В нашей среде, тяготевшей ко второй реальности, "выносил мозги" (как говорят сегодня мои внуки) журнал "Декоративное искусство в СССР", каждый номер которого открывали "как в доме собственном мы открывали ставни" (почти по Маяковскому). Неудивительно, что местом встреч чаще всего служил крохотный читальный зал "музыкально-театральной библиотеки", возникшей тогда в самом центре города. Там, кроме "Декоративного искусства…" можно было листать чешский журнал "Фото" или отражавший жизнь "самого весёлого барака в социалистическом лагере" журнал "Польша". По этому поводу был популярен анекдот о молодых варшавянах, собиравшихся чтобы послушать рассказ счастливчика, съездившего в Париж и посетившего там стриптиз, и о молодых москвичах, собиравшихся чтобы послушать приятеля, съездившего в Варшаву, и рассказывающего как там оказался в компании, где поляк, побывавший в Париже, рассказывал о стриптизе.

О стриптизе в Полтаве мы ничего не знали, но в компаниях с большим интересом слушали счастливчиков, побывавших в московских и ленинградских театрах. От них мы узнавали детали ныне легендарных спектаклей: товстоноговской "Оптимистической трагедии" в Александринке, акимовских трактовок шварцевских "Теней" и "Дракона" в Ленинградском театре комедии, охлопковского "Гамлета" (с Самойловым) в Московском театре им. Маяковского и поставленной там же "Гостинице «Астории»" с прошивающим весь зрительный зал подиумом.
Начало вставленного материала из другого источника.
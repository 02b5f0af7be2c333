//! How many items to request from each source.
//!
//! Complexity is estimated from page count and popularity, mapped to a
//! desired per-source table, then clamped to the subscription plan:
//!
//! ```text
//! page_count, popularity ─▶ ComplexityClass ─▶ smart_scaling ─▶ enforce_tier_limits
//! ```
//!
//! The clamp is component-wise, so every enforced value is at most both
//! the desired value and the plan ceiling.

pub mod complexity;
pub mod enforce;
pub mod limits;

use serde::{Deserialize, Serialize};

pub use complexity::{ComplexityClass, ComplexityThresholds, PopularitySignal, estimate_complexity};
pub use enforce::{TierResolution, enforce_tier_limits, enforce_with};
pub use limits::{Plan, SourceLimits, TierCeilings, smart_scaling};

/// Everything decided about one product's limits.
#[derive(Debug, Clone, PartialEq, Eq, Serialize, Deserialize)]
pub struct ResolvedLimits {
    pub plan: Plan,
    pub complexity: ComplexityClass,
    /// The table the complexity class asked for.
    pub desired: SourceLimits,
    pub resolution: TierResolution,
}

impl ResolvedLimits {
    /// The limits to apply.
    pub fn enforced(&self) -> &SourceLimits {
        &self.resolution.enforced
    }
}

/// Resolves limits with configured thresholds and ceilings.
#[derive(Debug, Clone, Default)]
pub struct TierResolver {
    thresholds: ComplexityThresholds,
    ceilings: TierCeilings,
}

impl TierResolver {
    pub fn new(thresholds: ComplexityThresholds, ceilings: TierCeilings) -> Self {
        Self {
            thresholds,
            ceilings,
        }
    }

    pub fn ceilings(&self) -> &TierCeilings {
        &self.ceilings
    }

    /// Estimate complexity, scale, and clamp to `plan`.
    pub fn resolve(
        &self,
        plan: Plan,
        page_count: Option<u32>,
        popularity: Option<&PopularitySignal>,
    ) -> ResolvedLimits {
        let complexity = self.thresholds.estimate(page_count, popularity);
        let desired = smart_scaling(complexity);
        let resolution = enforce_with(&self.ceilings, plan, &desired);
        tracing::debug!(
            plan = plan.name(),
            complexity = complexity.name(),
            limited = resolution.limited_by_tier,
            "limits resolved"
        );
        ResolvedLimits {
            plan,
            complexity,
            desired,
            resolution,
        }
    }
}

/// [`TierResolver::resolve`] with the default thresholds and ceilings.
pub fn resolve_limits(
    plan: Plan,
    page_count: Option<u32>,
    popularity: Option<&PopularitySignal>,
) -> ResolvedLimits {
    TierResolver::default().resolve(plan, page_count, popularity)
}

#[cfg(test)]
mod tests {
    use super::*;

    #[test]
    fn large_product_on_free_plan_is_limited() {
        let resolved = resolve_limits(Plan::Free, Some(120), None);
        assert_eq!(resolved.complexity, ComplexityClass::Large);
        assert_eq!(resolved.desired.youtube, 20);
        assert_eq!(resolved.enforced().youtube, 5);
        assert!(resolved.resolution.limited_by_tier);
    }

    #[test]
    fn small_product_on_enterprise_gets_desired() {
        let resolved = resolve_limits(Plan::Enterprise, Some(3), None);
        assert_eq!(resolved.complexity, ComplexityClass::Small);
        assert_eq!(*resolved.enforced(), resolved.desired);
        assert!(!resolved.resolution.limited_by_tier);
    }

    #[test]
    fn resolver_uses_configured_ceilings() {
        let mut ceilings = TierCeilings::default();
        ceilings.pro = SourceLimits::uniform(1, 500);
        let resolver = TierResolver::new(ComplexityThresholds::default(), ceilings);
        let resolved = resolver.resolve(Plan::Pro, Some(3), None);
        assert_eq!(resolved.enforced().total(), 10);
        assert_eq!(resolved.enforced().max_content_chars, 500);
    }
}
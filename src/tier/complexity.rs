//! Coarse product complexity from page counts and popularity.

use serde::{Deserialize, Serialize};

/// How much material a product is likely to have.
#[derive(Debug, Clone, Copy, PartialEq, Eq, PartialOrd, Ord, Hash, Serialize, Deserialize)]
#[serde(rename_all = "lowercase")]
pub enum ComplexityClass {
    Small,
    Medium,
    Large,
}

impl ComplexityClass {
    pub fn name(&self) -> &'static str {
        match self {
            Self::Small => "small",
            Self::Medium => "medium",
            Self::Large => "large",
        }
    }
}

impl std::fmt::Display for ComplexityClass {
    fn fmt(&self, f: &mut std::fmt::Formatter<'_>) -> std::fmt::Result {
        f.write_str(self.name())
    }
}

/// Popularity signals gathered about a product. Every field is optional.
#[derive(Debug, Clone, Copy, Default, PartialEq, Eq, Serialize, Deserialize)]
pub struct PopularitySignal {
    /// GitHub stars of the main repository.
    pub github_stars: Option<u64>,
    /// Stack Overflow questions tagged with the product.
    pub stackoverflow_questions: Option<u64>,
    /// Monthly search volume for the product name.
    pub monthly_searches: Option<u64>,
}

/// Page-count and popularity thresholds.
#[derive(Debug, Clone, PartialEq, Eq, Serialize, Deserialize)]
#[serde(default)]
pub struct ComplexityThresholds {
    /// Page count at which a product is large.
    pub large_pages: u32,
    /// Page count at which a product is medium.
    pub medium_pages: u32,
    /// Stars that force `large`.
    pub strong_stars: u64,
    /// Questions that force `large`.
    pub strong_questions: u64,
    /// Monthly searches that force `large`.
    pub strong_searches: u64,
    /// Stars that lift `small` to `medium`.
    pub moderate_stars: u64,
    /// Questions that lift `small` to `medium`.
    pub moderate_questions: u64,
    /// Monthly searches that lift `small` to `medium`.
    pub moderate_searches: u64,
}

impl Default for ComplexityThresholds {
    fn default() -> Self {
        Self {
            large_pages: 50,
            medium_pages: 10,
            strong_stars: 50_000,
            strong_questions: 10_000,
            strong_searches: 1_000_000,
            moderate_stars: 5_000,
            moderate_questions: 1_000,
            moderate_searches: 100_000,
        }
    }
}

#[derive(Debug, Clone, Copy, PartialEq, Eq)]
enum Popularity {
    None,
    Moderate,
    Strong,
}

impl ComplexityThresholds {
    /// Classify a product.
    ///
    /// Page count picks the base class. A strong popularity signal forces
    /// `Large`; a moderate one lifts `Small` to `Medium`. With no page
    /// count and no popularity the product is assumed `Medium`.
    pub fn estimate(
        &self,
        page_count: Option<u32>,
        popularity: Option<&PopularitySignal>,
    ) -> ComplexityClass {
        let popularity = popularity.map_or(Popularity::None, |signal| self.popularity(signal));

        let base = match page_count {
            Some(pages) if pages >= self.large_pages => ComplexityClass::Large,
            Some(pages) if pages >= self.medium_pages => ComplexityClass::Medium,
            Some(_) => ComplexityClass::Small,
            None if popularity == Popularity::None => return ComplexityClass::Medium,
            None => ComplexityClass::Small,
        };

        match popularity {
            Popularity::Strong => ComplexityClass::Large,
            Popularity::Moderate => base.max(ComplexityClass::Medium),
            Popularity::None => base,
        }
    }

    fn popularity(&self, signal: &PopularitySignal) -> Popularity {
        let reaches = |value: Option<u64>, threshold: u64| value.is_some_and(|v| v >= threshold);
        if reaches(signal.github_stars, self.strong_stars)
            || reaches(signal.stackoverflow_questions, self.strong_questions)
            || reaches(signal.monthly_searches, self.strong_searches)
        {
            Popularity::Strong
        } else if reaches(signal.github_stars, self.moderate_stars)
            || reaches(signal.stackoverflow_questions, self.moderate_questions)
            || reaches(signal.monthly_searches, self.moderate_searches)
        {
            Popularity::Moderate
        } else {
            Popularity::None
        }
    }
}

/// Classify a product with the default thresholds.
pub fn estimate_complexity(
    page_count: Option<u32>,
    popularity: Option<&PopularitySignal>,
) -> ComplexityClass {
    ComplexityThresholds::default().estimate(page_count, popularity)
}

#[cfg(test)]
mod tests {
    use super::*;

    #[test]
    fn page_count_thresholds() {
        assert_eq!(estimate_complexity(Some(60), None), ComplexityClass::Large);
        assert_eq!(estimate_complexity(Some(50), None), ComplexityClass::Large);
        assert_eq!(estimate_complexity(Some(15), None), ComplexityClass::Medium);
        assert_eq!(estimate_complexity(Some(10), None), ComplexityClass::Medium);
        assert_eq!(estimate_complexity(Some(5), None), ComplexityClass::Small);
        assert_eq!(estimate_complexity(Some(0), None), ComplexityClass::Small);
    }

    #[test]
    fn unknown_size_defaults_to_medium() {
        assert_eq!(estimate_complexity(None, None), ComplexityClass::Medium);
        let quiet = PopularitySignal::default();
        assert_eq!(estimate_complexity(None, Some(&quiet)), ComplexityClass::Medium);
    }

    #[test]
    fn strong_popularity_forces_large() {
        let stars = PopularitySignal {
            github_stars: Some(80_000),
            ..Default::default()
        };
        assert_eq!(estimate_complexity(Some(3), Some(&stars)), ComplexityClass::Large);

        let searches = PopularitySignal {
            monthly_searches: Some(1_000_000),
            ..Default::default()
        };
        assert_eq!(estimate_complexity(None, Some(&searches)), ComplexityClass::Large);
    }

    #[test]
    fn moderate_popularity_only_lifts_small() {
        let moderate = PopularitySignal {
            stackoverflow_questions: Some(2_500),
            ..Default::default()
        };
        assert_eq!(estimate_complexity(Some(3), Some(&moderate)), ComplexityClass::Medium);
        assert_eq!(estimate_complexity(Some(70), Some(&moderate)), ComplexityClass::Large);
        assert_eq!(estimate_complexity(None, Some(&moderate)), ComplexityClass::Medium);
    }

    #[test]
    fn custom_thresholds() {
        let thresholds = ComplexityThresholds {
            large_pages: 20,
            medium_pages: 5,
            ..Default::default()
        };
        assert_eq!(thresholds.estimate(Some(25), None), ComplexityClass::Large);
        assert_eq!(thresholds.estimate(Some(6), None), ComplexityClass::Medium);
    }

    #[test]
    fn classes_serialize_lowercase() {
        let json = serde_json::to_string(&ComplexityClass::Large).expect("serialize");
        assert_eq!(json, "\"large\"");
    }
}
//! Research request and report shapes.

use std::collections::BTreeMap;

use chrono::{DateTime, Utc};
use serde::{Deserialize, Serialize};
use uuid::Uuid;

use scout_search::{RetrievedItem, SourceType};

use crate::tier::{ComplexityClass, ResolvedLimits, SourceLimits};

/// Which sources a research pass may query.
#[derive(Debug, Clone, Copy, PartialEq, Eq, Serialize, Deserialize)]
#[serde(default)]
pub struct ResearchToggles {
    pub youtube: bool,
    pub stackoverflow: bool,
    pub github: bool,
    pub reddit: bool,
    pub devto: bool,
    pub hackernews: bool,
    pub forums: bool,
    pub web: bool,
    pub docs: bool,
    pub blogs: bool,
    /// Fetch video transcripts when a transcript service is configured.
    pub include_transcripts: bool,
}

impl Default for ResearchToggles {
    fn default() -> Self {
        Self::all(true)
    }
}

impl ResearchToggles {
    fn all(enabled: bool) -> Self {
        Self {
            youtube: enabled,
            stackoverflow: enabled,
            github: enabled,
            reddit: enabled,
            devto: enabled,
            hackernews: enabled,
            forums: enabled,
            web: enabled,
            docs: enabled,
            blogs: enabled,
            include_transcripts: false,
        }
    }

    /// Only the listed sources.
    pub fn only(sources: &[SourceType]) -> Self {
        let mut toggles = Self::all(false);
        for source in sources {
            toggles.set(*source, true);
        }
        toggles
    }

    pub fn enabled(&self, source: SourceType) -> bool {
        match source {
            SourceType::Youtube => self.youtube,
            SourceType::Stackoverflow => self.stackoverflow,
            SourceType::Github => self.github,
            SourceType::Reddit => self.reddit,
            SourceType::Devto => self.devto,
            SourceType::Hackernews => self.hackernews,
            SourceType::Forums => self.forums,
            SourceType::Web => self.web,
            SourceType::Docs => self.docs,
            SourceType::Blogs => self.blogs,
        }
    }

    pub fn set(&mut self, source: SourceType, enabled: bool) {
        let slot = match source {
            SourceType::Youtube => &mut self.youtube,
            SourceType::Stackoverflow => &mut self.stackoverflow,
            SourceType::Github => &mut self.github,
            SourceType::Reddit => &mut self.reddit,
            SourceType::Devto => &mut self.devto,
            SourceType::Hackernews => &mut self.hackernews,
            SourceType::Forums => &mut self.forums,
            SourceType::Web => &mut self.web,
            SourceType::Docs => &mut self.docs,
            SourceType::Blogs => &mut self.blogs,
        };
        *slot = enabled;
    }
}

/// Input to a research pass.
#[derive(Debug, Clone, PartialEq, Serialize, Deserialize)]
pub struct ResearchRequest {
    pub product: String,
    pub base_url: Option<String>,
    /// Per-source item caps and text truncation length.
    pub limits: SourceLimits,
    pub toggles: ResearchToggles,
    /// Cap on the merged list. Defaults to the sum of enabled source limits.
    pub max_results: Option<usize>,
    /// Carried into the report when limits came from the tier resolver.
    pub complexity_class: Option<ComplexityClass>,
    pub limited_by_tier: bool,
    pub upgrade_message: Option<String>,
}

impl ResearchRequest {
    pub fn new(product: impl Into<String>, limits: SourceLimits) -> Self {
        Self {
            product: product.into(),
            base_url: None,
            limits,
            toggles: ResearchToggles::default(),
            max_results: None,
            complexity_class: None,
            limited_by_tier: false,
            upgrade_message: None,
        }
    }

    /// A request using resolved tier limits.
    pub fn from_resolved(product: impl Into<String>, resolved: &ResolvedLimits) -> Self {
        Self {
            complexity_class: Some(resolved.complexity),
            limited_by_tier: resolved.resolution.limited_by_tier,
            upgrade_message: resolved.resolution.upgrade_message.clone(),
            ..Self::new(product, *resolved.enforced())
        }
    }

    pub fn with_base_url(mut self, base_url: impl Into<String>) -> Self {
        self.base_url = Some(base_url.into());
        self
    }

    pub fn with_toggles(mut self, toggles: ResearchToggles) -> Self {
        self.toggles = toggles;
        self
    }

    pub fn with_max_results(mut self, max_results: usize) -> Self {
        self.max_results = Some(max_results);
        self
    }
}

/// A source that failed during a pass.
#[derive(Debug, Clone, PartialEq, Eq, Serialize, Deserialize)]
pub struct FailedSource {
    pub source: SourceType,
    /// Stable error code.
    pub code: String,
    pub error: String,
}

/// Result of a research pass.
#[derive(Debug, Clone, PartialEq, Serialize, Deserialize)]
pub struct ResearchReport {
    pub run_id: Uuid,
    pub product: String,
    pub started_at: DateTime<Utc>,
    pub duration_ms: u64,
    /// Scored items per queried source, after per-source truncation.
    /// Failed sources map to an empty list.
    pub per_source: BTreeMap<SourceType, Vec<RetrievedItem>>,
    /// Provider that answered for each successful source.
    pub providers: BTreeMap<SourceType, String>,
    /// Deduplicated, filtered and ranked items.
    pub items: Vec<RetrievedItem>,
    /// Mean per-source quality; failed sources count as zero.
    pub quality_score: f64,
    /// Category-weighted score of the ranked items.
    pub source_mix_score: f64,
    /// Sources that contributed at least one item.
    pub total_sources: usize,
    pub complexity_class: Option<ComplexityClass>,
    pub failed_sources: Vec<FailedSource>,
    pub limited_by_tier: bool,
    pub upgrade_message: Option<String>,
    /// Limits this pass ran with.
    pub limits: SourceLimits,
}

impl ResearchReport {
    /// Items retrieved across all sources before merging.
    pub fn retrieved_count(&self) -> usize {
        self.per_source.values().map(Vec::len).sum()
    }
}

#[cfg(test)]
mod tests {
    use super::*;
    use crate::tier::{Plan, resolve_limits};

    #[test]
    fn toggles_default_to_every_source() {
        let toggles = ResearchToggles::default();
        assert!(SourceType::all().iter().all(|s| toggles.enabled(*s)));
        assert!(!toggles.include_transcripts);
    }

    #[test]
    fn only_enables_listed_sources() {
        let toggles = ResearchToggles::only(&[SourceType::Docs, SourceType::Web]);
        let enabled: Vec<SourceType> = SourceType::all()
            .iter()
            .copied()
            .filter(|s| toggles.enabled(*s))
            .collect();
        assert_eq!(enabled, vec![SourceType::Web, SourceType::Docs]);
    }

    #[test]
    fn request_from_resolved_limits() {
        let resolved = resolve_limits(Plan::Free, Some(80), None);
        let request = ResearchRequest::from_resolved("stripe", &resolved);
        assert_eq!(request.limits, *resolved.enforced());
        assert_eq!(request.complexity_class, Some(ComplexityClass::Large));
        assert!(request.limited_by_tier);
        assert!(request.upgrade_message.is_some());
    }
}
После 1961 года и я смог совершать театральные набеги из Нарвы в Ленинград, где видел все самые громкие спектакли Товстоногова, Владимирова, Акимова, Вивьена, Агамирзяна с великими мастерами сцены конца шестидесятых. А потом пришло время Москвы. Только театральный человек того времени поймёт, что значило иметь знакомую в театральной кассе у перехода к станции метро "Библиотека Ленина". Но это уже факт из поздней моей биографии. А в Полтаве — в те годы, когда в столицах свершалась великая театральная революция и ходить в театр было интереснее, чем жить — в музыкально-драматическом театре им. Гоголя царствовала нарочитая архаичность репертуара и способов его реализации (что в режиссуре, что в актёрской игре). "Наталку-Полтавку" сменял "Запорожец за Дунаем", его "У неділю рано зілля копала", а если и попадал на полтавские подмостки Корнейчук, то только с комедией из колхозной жизни "В степях Украины" (перефразом фильма "Кубанские казаки"). В любом варианте действие происходило: если по пьесе — днём, то на сцене залитой "солнечным светом" и огромными подсолнухами у хаты; если ночью, то смачно высветленным месяцем на густо зарисованном заднике. Различалось оформление главным образом тем, с какой стороны сцены торчал угол хаты и тын с горшками: слева или справа, а также отражавшими время года бутафорскими ветками (если действие происходило весной — с цветами, летом — с плодами, зимой — покрытыми снегом).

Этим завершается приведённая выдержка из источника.